Cross-national differences in genes and socioeconomic status

That is a newly published piece by Elliot M. Tucker-Drob and Timothy C. Bates, the abstract is this:

A core hypothesis in developmental theory predicts that genetic influences on intelligence and academic achievement are suppressed under conditions of socioeconomic privation and more fully realized under conditions of socioeconomic advantage: a Gene × Childhood Socioeconomic Status (SES) interaction. Tests of this hypothesis have produced apparently inconsistent results. We performed a meta-analysis of tests of Gene × SES interaction on intelligence and academic-achievement test scores, allowing for stratification by nation (United States vs. non–United States), and we conducted rigorous tests for publication bias and between-studies heterogeneity. In U.S. studies, we found clear support for moderately sized Gene × SES effects. In studies from Western Europe and Australia, where social policies ensure more uniform access to high-quality education and health care, Gene × SES effects were zero or reversed.

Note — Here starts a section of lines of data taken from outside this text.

//! Buffer pool implementation.
//!
//! The buffer pool manages a fixed number of in-memory page frames,
//! caching pages read from disk and writing dirty pages back.
//!
//! Every fetch pins the frame; the returned guard unpins it on drop. Only
//! unpinned frames are eligible for eviction.

use crate::buffer::lru::LruList;
use crate::error::{Result, StorageError};
use crate::page::SlottedPage;
use crate::storage::{DiskManager, FileCatalog};
use crate::types::PageId;
use parking_lot::{Mutex, RwLock, RwLockReadGuard, RwLockWriteGuard};
use std::collections::HashMap;
use std::sync::atomic::{AtomicBool, AtomicU32, Ordering};
use std::sync::Arc;
use tracing::trace;

/// Trait for buffer pool operations
pub trait BufferPool: FileCatalog {
    /// Fetch and pin a page for reading
    fn fetch_page(&self, page_id: PageId) -> Result<PageGuard<'_>>;

    /// Fetch and pin a page for writing
    fn fetch_page_mut(&self, page_id: PageId) -> Result<PageGuardMut<'_>>;

    /// Allocate a new page, initialized as an empty slotted page, and pin it
    fn new_page(&self) -> Result<(PageId, PageGuardMut<'_>)>;

    /// Flush a specific page to disk
    fn flush_page(&self, page_id: PageId) -> Result<()>;

    /// Flush all dirty pages to disk
    fn flush_all(&self) -> Result<()>;

    /// Deallocate a page. Fails if the page is still pinned.
    fn free_page(&self, page_id: PageId) -> Result<()>;

    /// Current pin count of a page; zero if it is not cached
    fn pin_count(&self, page_id: PageId) -> u32;

    /// Get the total number of pages in the store file
    fn page_count(&self) -> usize;

    /// Get the buffer pool capacity
    fn capacity(&self) -> usize;
}

/// A frame in the buffer pool
struct BufferFrame {
    page: RwLock<SlottedPage>,
    /// Set when a write view of the page is taken
    dirty: AtomicBool,
    /// Number of live guards
    pin_count: AtomicU32,
}

impl BufferFrame {
    fn pinned(page: SlottedPage, dirty: bool) -> Self {
        Self {
            page: RwLock::new(page),
            dirty: AtomicBool::new(dirty),
            pin_count: AtomicU32::new(1),
        }
    }

    fn pin(&self) {
        self.pin_count.fetch_add(1, Ordering::AcqRel);
    }

    fn unpin(&self) {
        let _ = self
            .pin_count
            .fetch_update(Ordering::AcqRel, Ordering::Acquire, |n| n.checked_sub(1));
    }

    fn pins(&self) -> u32 {
        self.pin_count.load(Ordering::Acquire)
    }
}

/// Buffer pool implementation
pub struct BufferPoolImpl {
    /// The disk manager for I/O
    disk_manager: Arc<dyn DiskManager>,
    /// Cached frames indexed by page ID
    frames: RwLock<HashMap<PageId, Arc<BufferFrame>>>,
    /// Replacement order
    lru: Mutex<LruList>,
    /// Maximum number of frames
    capacity: usize,
}

impl BufferPoolImpl {
    /// Create a new buffer pool
    pub fn new(disk_manager: Arc<dyn DiskManager>, capacity: usize) -> Self {
        Self {
            disk_manager,
            frames: RwLock::new(HashMap::with_capacity(capacity)),
            lru: Mutex::new(LruList::new(capacity)),
            capacity,
        }
    }

    /// Number of pages currently cached
    pub fn cached_pages(&self) -> usize {
        self.frames.read().len()
    }

    /// Number of cached pages with unflushed changes
    pub fn dirty_pages(&self) -> usize {
        self.frames
            .read()
            .values()
            .filter(|frame| frame.dirty.load(Ordering::Acquire))
            .count()
    }

    /// Pin the frame for a page, loading it from disk if needed
    fn pin(&self, page_id: PageId) -> Result<Arc<BufferFrame>> {
        let cached = self.frames.read().get(&page_id).cloned();
        if let Some(frame) = cached {
            frame.pin();
            self.lru.lock().touch(page_id);
            return Ok(frame);
        }

        let buf = self.disk_manager.read_page(page_id)?;
        let page = SlottedPage::from_bytes(buf.as_bytes())?;
        self.make_room()?;
        Ok(self.install(page_id, page, false))
    }

    fn install(&self, page_id: PageId, page: SlottedPage, dirty: bool) -> Arc<BufferFrame> {
        let frame = Arc::new(BufferFrame::pinned(page, dirty));
        self.frames.write().insert(page_id, Arc::clone(&frame));
        self.lru.lock().touch(page_id);
        frame
    }

    /// Evict one unpinned frame if the pool is full
    fn make_room(&self) -> Result<()> {
        if self.frames.read().len() < self.capacity {
            return Ok(());
        }

        let mut lru = self.lru.lock();
        for _ in 0..lru.len() {
            let Some(victim) = lru.pop_lru() else {
                break;
            };
            let frame = self.frames.read().get(&victim).cloned();
            let Some(frame) = frame else {
                continue;
            };
            if frame.pins() > 0 {
                lru.touch(victim);
                continue;
            }
            if let Err(e) = self.write_back(victim, &frame) {
                lru.touch(victim);
                return Err(e);
            }
            self.frames.write().remove(&victim);
            trace!(page_id = %victim, "evicted page");
            return Ok(());
        }

        Err(StorageError::BufferPoolExhausted)
    }

    fn write_back(&self, page_id: PageId, frame: &BufferFrame) -> Result<()> {
        if frame.dirty.swap(false, Ordering::AcqRel) {
            let page = frame.page.read();
            if let Err(e) = self.disk_manager.write_page(page_id, page.as_bytes()) {
                frame.dirty.store(true, Ordering::Release);
                return Err(e);
            }
        }
        Ok(())
    }

    fn release(&self, page_id: PageId, frame: &BufferFrame) {
        frame.unpin();
        self.lru.lock().touch(page_id);
    }
}

impl FileCatalog for BufferPoolImpl {
    fn lookup_file_root(&self, name: &str) -> Result<Option<PageId>> {
        self.disk_manager.lookup_file_root(name)
    }

    fn register_file_root(&self, name: &str, root: PageId) -> Result<()> {
        self.disk_manager.register_file_root(name, root)
    }

    fn unregister_file_root(&self, name: &str) -> Result<()> {
        self.disk_manager.unregister_file_root(name)
    }

    fn file_names(&self) -> Vec<String> {
        self.disk_manager.file_names()
    }
}

impl BufferPool for BufferPoolImpl {
    fn fetch_page(&self, page_id: PageId) -> Result<PageGuard<'_>> {
        let frame = self.pin(page_id)?;
        Ok(PageGuard {
            page_id,
            frame,
            pool: self,
        })
    }

    fn fetch_page_mut(&self, page_id: PageId) -> Result<PageGuardMut<'_>> {
        let frame = self.pin(page_id)?;
        Ok(PageGuardMut {
            page_id,
            frame,
            pool: self,
        })
    }

    fn new_page(&self) -> Result<(PageId, PageGuardMut<'_>)> {
        self.make_room()?;
        let page_id = self.disk_manager.allocate_page()?;
        let frame = self.install(page_id, SlottedPage::new(page_id), true);
        trace!(%page_id, "allocated page");

        Ok((
            page_id,
            PageGuardMut {
                page_id,
                frame,
                pool: self,
            },
        ))
    }

    fn flush_page(&self, page_id: PageId) -> Result<()> {
        let frame = self.frames.read().get(&page_id).cloned();
        match frame {
            Some(frame) => self.write_back(page_id, &frame),
            None => Ok(()),
        }
    }

    fn flush_all(&self) -> Result<()> {
        let frames: Vec<_> = self
            .frames
            .read()
            .iter()
            .map(|(&page_id, frame)| (page_id, Arc::clone(frame)))
            .collect();
        for (page_id, frame) in frames {
            self.write_back(page_id, &frame)?;
        }
        self.disk_manager.sync()
    }

    fn free_page(&self, page_id: PageId) -> Result<()> {
        {
            let mut frames = self.frames.write();
            if let Some(frame) = frames.get(&page_id) {
                if frame.pins() > 0 {
                    return Err(StorageError::PagePinned(page_id));
                }
            }
            frames.remove(&page_id);
        }
        self.lru.lock().remove(page_id);

        self.disk_manager.deallocate_page(page_id)
    }

    fn pin_count(&self, page_id: PageId) -> u32 {
        self.frames
            .read()
            .get(&page_id)
            .map_or(0, |frame| frame.pins())
    }

    fn page_count(&self) -> usize {
        self.disk_manager.header().page_count as usize
    }

    fn capacity(&self) -> usize {
        self.capacity
    }
}

/// Read view of a pinned page
pub type PageRef<'a> = RwLockReadGuard<'a, SlottedPage>;

/// Write view of a pinned page
pub type PageRefMut<'a> = RwLockWriteGuard<'a, SlottedPage>;

/// RAII guard for read access to a page
pub struct PageGuard<'a> {
    page_id: PageId,
    frame: Arc<BufferFrame>,
    pool: &'a BufferPoolImpl,
}

impl<'a> PageGuard<'a> {
    /// Get the page ID
    pub fn page_id(&self) -> PageId {
        self.page_id
    }

    /// Get a read lock on the page
    pub fn read(&self) -> PageRef<'_> {
        self.frame.page.read()
    }
}

impl<'a> Drop for PageGuard<'a> {
    fn drop(&mut self) {
        self.pool.release(self.page_id, &self.frame);
    }
}

/// RAII guard for write access to a page
///
/// Holding this guard does not by itself mark the page dirty; taking a
/// [`PageGuardMut::write`] view does.
pub struct PageGuardMut<'a> {
    page_id: PageId,
    frame: Arc<BufferFrame>,
    pool: &'a BufferPoolImpl,
}

impl<'a> PageGuardMut<'a> {
    /// Get the page ID
    pub fn page_id(&self) -> PageId {
        self.page_id
    }

    /// Get a write lock on the page and mark it dirty
    pub fn write(&self) -> PageRefMut<'_> {
        let guard = self.frame.page.write();
        self.frame.dirty.store(true, Ordering::Release);
        guard
    }

    /// Get a read lock on the page
    pub fn read(&self) -> PageRef<'_> {
        self.frame.page.read()
    }
}

impl<'a> Drop for PageGuardMut<'a> {
    fn drop(&mut self) {
        self.pool.release(self.page_id, &self.frame);
    }
}

#[cfg(test)]
mod tests {
    use super::*;
    use crate::storage::{DiskManagerImpl, MemDiskManager};
    use tempfile::tempdir;

    fn mem_pool(capacity: usize) -> BufferPoolImpl {
        BufferPoolImpl::new(Arc::new(MemDiskManager::new()), capacity)
    }

    #[test]
    fn test_new_page_is_initialized() -> Result<()> {
        let pool = mem_pool(4);
        let (page_id, guard) = pool.new_page()?;
        assert_eq!(page_id, PageId::new(1));

        let page = guard.read();
        assert_eq!(page.page_id(), page_id);
        assert_eq!(page.slot_count(), 0);
        assert!(!page.prev_page().is_valid());
        assert!(!page.next_page().is_valid());
        Ok(())
    }

    #[test]
    fn test_guards_pin_and_unpin() -> Result<()> {
        let pool = mem_pool(4);
        let page_id = {
            let (page_id, _guard) = pool.new_page()?;
            assert_eq!(pool.pin_count(page_id), 1);
            page_id
        };
        assert_eq!(pool.pin_count(page_id), 0);

        let a = pool.fetch_page(page_id)?;
        let b = pool.fetch_page(page_id)?;
        assert_eq!(pool.pin_count(page_id), 2);
        drop(a);
        drop(b);
        assert_eq!(pool.pin_count(page_id), 0);
        Ok(())
    }

    #[test]
    fn test_eviction_writes_back_dirty_pages() -> Result<()> {
        let pool = mem_pool(2);

        let mut ids = Vec::new();
        for i in 0..5u8 {
            let (page_id, guard) = pool.new_page()?;
            let nid = guard.write().insert_node(&[i; 8]);
            assert!(nid.is_some());
            ids.push(page_id);
        }
        assert_eq!(pool.cached_pages(), 2);

        for (i, &page_id) in ids.iter().enumerate() {
            let guard = pool.fetch_page(page_id)?;
            let page = guard.read();
            let nid = page.first_node().unwrap();
            assert_eq!(page.node(nid)?, &[i as u8; 8]);
        }
        Ok(())
    }

    #[test]
    fn test_exhausted_when_all_pinned() -> Result<()> {
        let pool = mem_pool(2);
        let (_a, _ga) = pool.new_page()?;
        let (_b, _gb) = pool.new_page()?;

        assert!(matches!(
            pool.new_page(),
            Err(StorageError::BufferPoolExhausted)
        ));
        Ok(())
    }

    #[test]
    fn test_dirty_only_after_write_view() -> Result<()> {
        let pool = mem_pool(4);
        let page_id = {
            let (page_id, _guard) = pool.new_page()?;
            page_id
        };
        pool.flush_all()?;
        assert_eq!(pool.dirty_pages(), 0);

        {
            let guard = pool.fetch_page_mut(page_id)?;
            let _ = guard.read().slot_count();
        }
        assert_eq!(pool.dirty_pages(), 0);

        {
            let guard = pool.fetch_page_mut(page_id)?;
            guard.write().set_next_page(PageId::new(7));
        }
        assert_eq!(pool.dirty_pages(), 1);
        pool.flush_page(page_id)?;
        assert_eq!(pool.dirty_pages(), 0);
        Ok(())
    }

    #[test]
    fn test_free_pinned_page_fails() -> Result<()> {
        let pool = mem_pool(4);
        let (page_id, guard) = pool.new_page()?;
        assert!(matches!(
            pool.free_page(page_id),
            Err(StorageError::PagePinned(_))
        ));
        drop(guard);

        pool.free_page(page_id)?;
        assert_eq!(pool.cached_pages(), 0);

        // The freed page is handed out again.
        let (reused, _guard) = pool.new_page()?;
        assert_eq!(reused, page_id);
        Ok(())
    }

    #[test]
    fn test_flush_and_reopen_file() -> Result<()> {
        let dir = tempdir().unwrap();
        let path = dir.path().join("test.db");

        let page_id = {
            let dm = Arc::new(DiskManagerImpl::open(&path, false)?);
            let pool = BufferPoolImpl::new(dm, 10);
            let (page_id, guard) = pool.new_page()?;
            let nid = guard.write().insert_node(b"hello");
            assert!(nid.is_some());
            drop(guard);
            pool.register_file_root("nodes", page_id)?;
            pool.flush_all()?;
            page_id
        };

        let dm = Arc::new(DiskManagerImpl::open(&path, false)?);
        let pool = BufferPoolImpl::new(dm, 10);
        assert_eq!(pool.lookup_file_root("nodes")?, Some(page_id));
        let guard = pool.fetch_page(page_id)?;
        let page = guard.read();
        let nid = page.first_node().unwrap();
        assert_eq!(page.node(nid)?, b"hello");
        Ok(())
    }
}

I would put it this way: genes matter more when you equalize environmental influences in the United States, but not in many other countries.  By the way, this also holds if you control for race and the greater racial diversity of the United States.  One possibility is that there are greater environmental differences to be equalized in America in the first place, compared to say the Netherlands, one country where the gradient is quite different.  In any case an interesting piece.

For the pointer I thank Michelle Dawson.